KEY POINTS:
I'm glad I'm not a trust fund heiress. I mean it. I am far too lazy. If I knew all I had to do was shimmy about town wearing a gold fob chain and I would eventually get handed a bottomless Zurich chequeing account, I would be even more shamefully indolent than I am now. I'd be an opium addict, or Tori Spelling, or some similar distasteful flavour of messed-up.
That is why I wouldn't leave my children a fortune. Easy for me to say, of course. Not being riddled with lucre, whether to disinherit my children is not a dilemma I have to face.
But what I don't understand is why the super-wealthy delude themselves that they are doing their progeny a favour by setting them up so they never have to work. Work can be a drag, true. But not working is even worse.
I can only conclude that the children of ridiculously loaded parents have more admirable and restrained characters than the rest of us. Faced with millions, their thoughts turn to lobbying against landmines.
Whereas middle-class skippies like me think the rational response to being given a lot of money is to turn into a hedonist.
Some exceptional individuals don't succumb to brattishness but, face it, all of us slug-a-beds benefit from a nudge in the right direction.
Even if you want to work, it is nerve-racking. At least that's what I found when I started out as a journalist: I was so shy I couldn't stand anyone overhearing my telephone interviews.
I'm not the only one who is anti-inheritance. TV chef Nigella Lawson, who is married to wealthy adman Charles Saatchi, has publicly said she would not leave her children her fortune because it would "ruin" them.
Lawson's declaration - "I am determined that my children should have no financial security" - shows she understands the benefits of being young and hungry.

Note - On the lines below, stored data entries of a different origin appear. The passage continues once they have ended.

use axum::{
    Json,
    extract::{Path, Query, State},
    http::HeaderMap,
};
use chrono::Utc;
use serde::{Deserialize, Serialize};
use serde_json::json;
use uuid::Uuid;

use crate::AppState;
use crate::error::{AppError, AppResult};
use crate::models::{
    GenerationLogEntry, LogFilter, LogStatus, NewGenerationLog, Short, ShortStatus, Stage,
    StatusUpdate,
};
use crate::pipeline::publish::notify_published;
use crate::revalidate::MANUAL_PUBLISHED_EVENT;

use super::auth::require_bearer;

const DEFAULT_PAGE_SIZE: i64 = 20;
const MAX_PAGE_SIZE: i64 = 100;

#[derive(Debug, Deserialize)]
pub struct ListQuery {
    pub status: Option<ShortStatus>,
    pub limit: Option<i64>,
    pub offset: Option<i64>,
}

impl ListQuery {
    fn page(&self) -> (i64, i64) {
        let limit = self
            .limit
            .unwrap_or(DEFAULT_PAGE_SIZE)
            .clamp(1, MAX_PAGE_SIZE);
        let offset = self.offset.unwrap_or(0).max(0);
        (limit, offset)
    }
}

#[derive(Debug, Serialize)]
pub struct ShortWithLogs {
    #[serde(flatten)]
    pub short: Short,
    pub generation_logs: Vec<GenerationLogEntry>,
}

#[derive(Debug, Deserialize)]
pub struct UpdateStatusBody {
    pub status: ShortStatus,
}

pub async fn list_shorts(
    State(state): State<AppState>,
    headers: HeaderMap,
    Query(params): Query<ListQuery>,
) -> AppResult<Json<Vec<Short>>> {
    require_bearer(&headers, state.config.admin_secret.as_deref())?;

    let (limit, offset) = params.page();
    let shorts = state.store.list_shorts(params.status, limit, offset).await?;

    Ok(Json(shorts))
}

pub async fn get_short(
    State(state): State<AppState>,
    headers: HeaderMap,
    Path(id): Path<Uuid>,
) -> AppResult<Json<ShortWithLogs>> {
    require_bearer(&headers, state.config.admin_secret.as_deref())?;

    let short = state
        .store
        .get_short(id)
        .await?
        .ok_or_else(|| AppError::NotFound(format!("Short {id} not found")))?;

    let generation_logs = state
        .store
        .list_generation_logs(&LogFilter::for_short(id))
        .await?;

    Ok(Json(ShortWithLogs {
        short,
        generation_logs,
    }))
}

/// Moderation transition. Only the closed set of moves allowed by
/// `ShortStatus::can_transition_to` is accepted.
pub async fn update_status(
    State(state): State<AppState>,
    headers: HeaderMap,
    Path(id): Path<Uuid>,
    Json(body): Json<UpdateStatusBody>,
) -> AppResult<Json<Short>> {
    require_bearer(&headers, state.config.admin_secret.as_deref())?;

    let current = state
        .store
        .get_short(id)
        .await?
        .ok_or_else(|| AppError::NotFound(format!("Short {id} not found")))?;

    if !current.status.can_transition_to(body.status) {
        return Err(AppError::Conflict(format!(
            "cannot move short from {} to {}",
            current.status, body.status
        )));
    }

    let update = StatusUpdate::to(body.status, Utc::now());
    let updated = state
        .store
        .update_short_status(id, &update)
        .await?
        .ok_or_else(|| AppError::NotFound(format!("Short {id} not found")))?;

    let mut entry = NewGenerationLog::new(Stage::Publish, LogStatus::Success);
    entry.short_id = Some(id);
    entry.input_data = Some(json!({ "from": current.status, "to": updated.status }));
    entry.metadata = Some(json!({ "manual_update": true }));
    if let Err(e) = state.store.insert_generation_log(&entry).await {
        tracing::error!(error = %e, "Failed to log manual status change");
    }

    if updated.status == ShortStatus::Published {
        notify_published(state.invalidator.as_ref(), MANUAL_PUBLISHED_EVENT, id).await;
    }

    tracing::info!(
        short.id = %id,
        from = %current.status,
        to = %updated.status,
        "Short status updated"
    );

    Ok(Json(updated))
}

#[cfg(test)]
mod tests {
    use super::*;

    #[test]
    fn test_list_query_page_bounds() {
        let query: ListQuery = serde_json::from_str("{}").unwrap();
        assert_eq!(query.page(), (20, 0));

        let query: ListQuery =
            serde_json::from_str(r#"{"limit": 500, "offset": -3, "status": "pending_review"}"#)
                .unwrap();
        assert_eq!(query.page(), (100, 0));
        assert_eq!(query.status, Some(ShortStatus::PendingReview));
    }

    #[test]
    fn test_update_body_rejects_unknown_status() {
        assert!(serde_json::from_str::<UpdateStatusBody>(r#"{"status": "archived"}"#).is_err());
        let body: UpdateStatusBody = serde_json::from_str(r#"{"status": "published"}"#).unwrap();
        assert_eq!(body.status, ShortStatus::Published);
    }
}
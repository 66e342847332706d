//! Structural JSON comparison.

use crate::model::MatchType;
use serde_json::Value;
use tracing::warn;

/// Compare JSON text structurally.
///
/// An expectation that is not valid JSON falls back to trimmed text
/// equality. An actual body that is not valid JSON never matches.
pub fn json_matches(expected: &str, actual: &str, match_type: MatchType) -> bool {
    let expected_value: Value = match serde_json::from_str(expected) {
        Ok(value) => value,
        Err(e) => {
            warn!("JSON expectation is not valid JSON, comparing as text: {}", e);
            return expected.trim() == actual.trim();
        }
    };
    match serde_json::from_str::<Value>(actual) {
        Ok(actual_value) => json_deep_equals(&actual_value, &expected_value, match_type),
        Err(_) => false,
    }
}

/// Deep comparison of `actual` against `expected`.
///
/// `Strict`: identical key sets at every level and arrays in order.
/// `OnlyMatchingFields`: expected keys must be present with equal values,
/// extra keys are ignored and array elements may appear in any order
/// (arrays must still have the same length).
pub fn json_deep_equals(actual: &Value, expected: &Value, match_type: MatchType) -> bool {
    match (actual, expected) {
        (Value::Null, Value::Null) => true,
        (Value::Bool(a), Value::Bool(b)) => a == b,
        (Value::Number(a), Value::Number(b)) => a == b || a.as_f64() == b.as_f64(),
        (Value::String(a), Value::String(b)) => a == b,
        (Value::Array(a), Value::Array(b)) => {
            if a.len() != b.len() {
                return false;
            }
            match match_type {
                MatchType::Strict => a
                    .iter()
                    .zip(b.iter())
                    .all(|(x, y)| json_deep_equals(x, y, match_type)),
                MatchType::OnlyMatchingFields => assign_unordered(a, b, match_type),
            }
        }
        (Value::Object(a), Value::Object(b)) => {
            if match_type == MatchType::Strict && a.len() != b.len() {
                return false;
            }
            b.iter().all(|(key, expected_val)| {
                a.get(key).is_some_and(|actual_val| {
                    json_deep_equals(actual_val, expected_val, match_type)
                })
            })
        }
        _ => false,
    }
}

/// Pair every expected element with a distinct actual element.
///
/// Compatibility is computed once per element pair, then pairs are found by
/// augmenting paths (Kuhn's bipartite matching), so the cost stays
/// polynomial however many elements are interchangeable.
fn assign_unordered(actual: &[Value], expected: &[Value], match_type: MatchType) -> bool {
    let compatible: Vec<Vec<usize>> = expected
        .iter()
        .map(|expected_item| {
            actual
                .iter()
                .enumerate()
                .filter(|(_, actual_item)| json_deep_equals(actual_item, expected_item, match_type))
                .map(|(column, _)| column)
                .collect()
        })
        .collect();
    if compatible.iter().any(Vec::is_empty) {
        return false;
    }

    let mut owner: Vec<Option<usize>> = vec![None; actual.len()];
    (0..expected.len()).all(|row| {
        let mut seen = vec![false; actual.len()];
        augment(row, &compatible, &mut owner, &mut seen)
    })
}

fn augment(
    row: usize,
    compatible: &[Vec<usize>],
    owner: &mut [Option<usize>],
    seen: &mut [bool],
) -> bool {
    for &column in &compatible[row] {
        if seen[column] {
            continue;
        }
        seen[column] = true;
        let free = match owner[column] {
            None => true,
            Some(other) => augment(other, compatible, owner, seen),
        };
        if free {
            owner[column] = Some(row);
            return true;
        }
    }
    false
}
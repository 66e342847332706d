//! Request log and verification.
//!
//! # Module Structure
//!
//! - `log` - the shared, append-only log of proxied exchanges
//! - `dump` - Java and JSON renderers for `/dumpToLog`

mod dump;
mod log;

pub use dump::{render, render_java, render_json, DumpFormat};
pub use log::{LogEntry, RequestLog};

Lawson later had to clarify her statements after being criticised. But I don't think her position is that weird. A friend of mine's mother, with an even more unsentimental view of human nature, took an extreme approach. A wealthy and eccentric woman, she declared she would leave her entire fortune to the child who had amassed the most money at the time of her death. Alexander Chancellor, writing in the Guardian, noted that apart from Body Shop founder Anita Roddick, who vowed her children "would not inherit one penny", most millionaires want to leave their children something. The trendy approach to the problem is the philanthropic one taken by Warren Buffett and Bill Gates. Buffett, while giving most of his gargantuan wealth to charity, said: "A very rich person should leave his kids enough to do anything but not enough to do nothing." This is a cute line, but it ignores the bleeding obvious point that it is hard to know exactly how much this is.
Chancellor argues that most people like to work and immense wealth does not turn rich kids into layabouts. Eton-educated Chancellor knows what he's talking about; he would have seen a few sluggish fops during his schooldays.
His father, Sir Christopher Chancellor, former head of Reuters, was worth a bob or two but Chancellor certainly didn't become a sloth, becoming one of the Spectator magazine's most-loved editors.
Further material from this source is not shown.